The most notable thing to me in this risk forecasting story is the word SuperComputer.

A decade or so ago “cloud computing” (e.g. 1950s concepts of shared-time) was pitched to the market to replace SuperComputer forecast projects.

I vividly remember, however, executives at Amazon in a panic ringing phones off the hook to say “please stop sucking up all our compute resources, we can’t handle it”.

Why not?

We asked innocently. We were running simulations of what a big explosion would look like on the streets of San Francisco, and such insurance stuff using infinite scale was supposed to move to cloud (everything from pandemic modeling to misinformation spread).

So we had cranked up consumption of shared compute all the way to 11 and… ring, ring “go somewhere else, we can’t ramp selling knock-off brand underwear and cheap Chinese charging cables with you allocating all our server time to science and societal safety”.
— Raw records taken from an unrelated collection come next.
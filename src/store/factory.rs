//! # Storage Engine Selection
//!
//! Mirrors the teacher's `main.rs` engine switch (`rwlock` / `kv` / `sled`
//! selected by a config string), collapsed to the two backends this crate
//! actually ships: in-memory by default, sled-backed when persistence is
//! requested and a storage path is configured.

use std::sync::Arc;

use crate::config::Config;
use crate::error::Result;
use crate::store::engine::StorageEngine;
use crate::store::memory::MemoryEngine;
use crate::store::persistent::PersistentEngine;

pub fn create_engine(config: &Config) -> Result<Arc<dyn StorageEngine>> {
    if config.persistence_enabled {
        let path = config
            .storage_path
            .as_deref()
            .expect("Config::validate guarantees storage_path when persistence_enabled");
        Ok(Arc::new(PersistentEngine::open(path)?))
    } else {
        Ok(Arc::new(MemoryEngine::new()))
    }
}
Thus it’s interesting to read today’s SuperComputer news, evidence of dedicated and valuable engineering being very alive and well.

To calculate the CyberShake 22.12 hazard model, Maechling’s team used Pegasus, a workflow management system designed by research director Ewa Deelman and her team at the University of Southern California, or USC, Information Sciences Institute. Maechling’s team continuously ran a diverse collection of jobs on Summit over 10 weeks. Pegasus automatically managed 2.5 petabytes of data, which is equal to about 500 billion pages of standard printed text, including an automated transfer of 70 terabytes to USC’s archival storage.

Summit was born of the DoE CORAL program with an estimated $200m budget. Small potatoes to see 2,500 years into the future, or more powerfully, to avoid being constrained by a willful hyper-short-term ignorance culture of captalism.